Anyway, I'm sure you all had a more enjoyable week than I did. This was a very depressing week for me, and felt like one of the longest weeks I've experienced here on my mission. We had time after time of appointments falling through, we had one investigator drop us altogether, and many hours of having nothing to do but knocking on doors, and multiple times, we went through an entire street and had only one person home and they weren't interested. I got so discouraged at times, I didn't even want to go out.
 
On Tuesday, I had my doctor's appointment. They said that the cartilage in my knee had a rough spot on it that was rubbing up against the bone, but other than that, I was healthy and fine. They sent me away with a slap on the knee and a piece of paper prescribing some physical therapy to take the weight off the rough spot. In my opinion, it hurts more than "just a rough spot" but I'm not the doctor I guess. At least I don't have to do anything extensive like surgery or anything like that.
 
For Halloween, we went over to the mission leader's house and baked cookies and Polish Apple Pie for the remainder of the night, so that was fun.
 
Friday afternoon, I was feeling really down. The schedule for the day was like, "Tracting in black bear, tracting in cotton ranch, tracting by the Luchycky's," stuff like that for the whole day. And all the while, I kept thinking to myself, "My sister is getting married and I'm not there for it and I'm not even accomplishing anything while doing it." This lasted all through Saturday. Sister Mayne and Sister Henderson were both like, "Don't think about the fact that you're missing it, think instead about how happy your sister is!" and "You'll see her eventually. You have the rest of your life to see her." But I was still very down.
 
Then, late Saturday night, they gave the transfers phone call. I've been transferred. I don't know where I'm going, but I'm going somewhere.
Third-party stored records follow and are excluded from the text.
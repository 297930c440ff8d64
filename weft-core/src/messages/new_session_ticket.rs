//! NewSessionTicket (RFC 8446 Section 4.6.1).

use bytes::{BufMut, BytesMut};

use crate::codec::{BufMutExt, Reader};
use crate::error::{Error, Result};
use crate::extensions::{ExtensionContext, Extensions};

/// Longest ticket lifetime a server may announce (seven days).
pub const MAX_TICKET_LIFETIME: u32 = 604_800;

/// NewSessionTicket message.
#[derive(Debug, Clone, PartialEq, Eq)]
pub struct NewSessionTicket {
    /// Lifetime in seconds
    pub lifetime: u32,

    /// Added to the ticket age by the client to obfuscate it
    pub age_add: u32,

    /// Per-ticket nonce fed into the resumption PSK derivation
    pub nonce: Vec<u8>,

    /// Opaque label the client presents as a PSK identity
    pub ticket: Vec<u8>,

    /// Extensions (early_data)
    pub extensions: Extensions,
}

impl NewSessionTicket {
    /// Append the body.
    pub fn encode(&self, buf: &mut BytesMut) {
        buf.put_u32(self.lifetime);
        buf.put_u32(self.age_add);
        buf.put_vec_u8(&self.nonce);
        buf.put_vec_u16(&self.ticket);
        self.extensions.encode(buf);
    }

    /// Decode a body.
    pub fn decode(body: &[u8]) -> Result<Self> {
        let mut r = Reader::new(body);
        let lifetime = r.u32()?;
        if lifetime > MAX_TICKET_LIFETIME {
            return Err(Error::IllegalParameter(format!(
                "ticket lifetime {} exceeds seven days",
                lifetime
            )));
        }
        let age_add = r.u32()?;
        let nonce = r.vec_u8()?.to_vec();
        let ticket = r.vec_u16()?;
        if ticket.is_empty() {
            return Err(Error::decode("empty ticket"));
        }
        let ticket = ticket.to_vec();
        let extensions = Extensions::decode(&mut r, ExtensionContext::NewSessionTicket)?;
        r.expect_end("NewSessionTicket")?;
        Ok(Self {
            lifetime,
            age_add,
            nonce,
            ticket,
            extensions,
        })
    }

    /// Early data limit carried in the early_data extension, zero if absent.
    pub fn max_early_data_size(&self) -> u32 {
        self.extensions.early_data().flatten().unwrap_or(0)
    }
}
I then had the hard task of saying goodbye to a great many people here, members and non-members, that I've grown to love.
 
That was a VERY depressing night.
 
Sunday was fast and testimony meeting during church. And during that, the Lord answered my prayers as one person after another got up and bore their testimonies and many of them included experiences of how they were grateful for the sister missionaries in the area, one member who came out with us to a lesson and had his testimony grow, one member who we had dinner with who's husband wasn't a member and said we touched her husband's heart, a previous less-active family who are returning to church and planning on going to the temple again who thanked me personally for all that I did for them. Then we had a fireside after church that a few of our investigators came to, one of which gave me a scarf to show how grateful she was that we were able to help her, and then we visited Susanne and Ricardo who (In Spanish) told me how very thankful they were that Sister Pfeifer and I had found them.
 
I was very weepy during the experience, and it was the Lord's way of saying, "You are doing great things out here." Just as the knee thing was like the Lord's way of saying, "If I wanted you to go home, I could very well send you home. But I chose not to because I need you out here."
 
And apparently, I'm not needed in the Eagle Valley anymore. I'm going to move forward to new areas, meet many more great people, and continue to have awesome experiences out here while on the Lord's errand. I'll tell you my new address next week when I'm in my new area.
 
Darcy and Josh (Hosh) I love both of you and I wish you the best! I will see you when I get home at the end of my mission!